**Aim of the task:**
Everything from the line containing "dispatcher.push(u);" through the last line of the material must be restated word for word, and only that.

===== Data shown =====

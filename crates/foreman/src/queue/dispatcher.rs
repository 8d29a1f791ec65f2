//! Pending demand bookkeeping
//!
//! Each unit is one monitor willing to accept one job. The length of the
//! queue is the producer's outstanding demand; it can never go negative
//! because emission consumes exactly one unit.

use std::collections::VecDeque;

use rand::Rng;

use crate::config::DispatcherStrategy;

use super::producer::ConsumerRef;

pub(crate) struct Dispatcher {
    strategy: DispatcherStrategy,
    units: VecDeque<ConsumerRef>,
}

impl Dispatcher {
    pub fn new(strategy: DispatcherStrategy) -> Self {
        Self {
            strategy,
            units: VecDeque::new(),
        }
    }

    pub fn push(&mut self, consumer: ConsumerRef) {
        self.units.push_back(consumer);
    }

    /// Next demand unit per the configured strategy. Units whose consumer
    /// has gone away are discarded; a restarted monitor re-issues demand.
    pub fn pop(&mut self) -> Option<ConsumerRef> {
        loop {
            if self.units.is_empty() {
                return None;
            }
            let unit = match self.strategy {
                DispatcherStrategy::Fifo => self.units.pop_front()?,
                DispatcherStrategy::Random => {
                    let idx = rand::thread_rng().gen_range(0..self.units.len());
                    self.units.remove(idx)?
                }
            };
            if !unit.sink.is_closed() {
                return Some(unit);
            }
        }
    }

    /// Drop demand from consumers that no longer exist.
    pub fn prune(&mut self) {
        self.units.retain(|u| !u.sink.is_closed());
    }

    pub fn len(&self) -> usize {
        self.units.len()
    }

    pub fn is_empty(&self) -> bool {
        self.units.is_empty()
    }
}

#[cfg(test)]
mod tests {
    use super::*;
    use crate::registry::MemberId;
    use tokio::sync::mpsc;

    fn unit() -> (ConsumerRef, mpsc::Receiver<super::super::JobDelivery>) {
        let (tx, rx) = mpsc::channel(1);
        (
            ConsumerRef {
                id: MemberId::new(),
                sink: tx,
            },
            rx,
        )
    }

    #[test]
    fn fifo_serves_in_arrival_order() {
        let mut dispatcher = Dispatcher::new(DispatcherStrategy::Fifo);
        let (a, _ra) = unit();
        let (b, _rb) = unit();
        let first = a.id;
        dispatcher.push(a);
        dispatcher.push(b);

        assert_eq!(dispatcher.len(), 2);
        assert_eq!(dispatcher.pop().map(|u| u.id), Some(first));
        assert_eq!(dispatcher.len(), 1);
    }

    #[test]
    fn pop_skips_dead_consumers() {
        let mut dispatcher = Dispatcher::new(DispatcherStrategy::Fifo);
        let (a, ra) = unit();
        let (b, _rb) = unit();
        let live = b.id;
        dispatcher.push(a);
        dispatcher.push(b);
        drop(ra);

        assert_eq!(dispatcher.pop().map(|u| u.id), Some(live));
        assert!(dispatcher.pop().is_none());
    }

    #[test]
    fn prune_discards_dead_demand() {
        let mut dispatcher = Dispatcher::new(DispatcherStrategy::Fifo);
        let (a, ra) = unit();
        dispatcher.push(a);
        drop(ra);

        dispatcher.prune();
        assert!(dispatcher.is_empty());
    }

    #[test]
    fn random_strategy_serves_every_unit() {
        let mut dispatcher = Dispatcher::new(DispatcherStrategy::Random);
        let mut receivers = Vec::new();
        for _ in 0..5 {
            let (u, r) = unit();
            dispatcher.push(u);
            receivers.push(r);
        }

        let mut served = 0;
        while dispatcher.pop().is_some() {
            served += 1;
        }
        assert_eq!(served, 5);
    }
}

=====

**Answer for this exercise:**
            dispatcher.push(u);
            receivers.push(r);
        }

        let mut served = 0;
        while dispatcher.pop().is_some() {
            served += 1;
        }
        assert_eq!(served, 5);
    }
}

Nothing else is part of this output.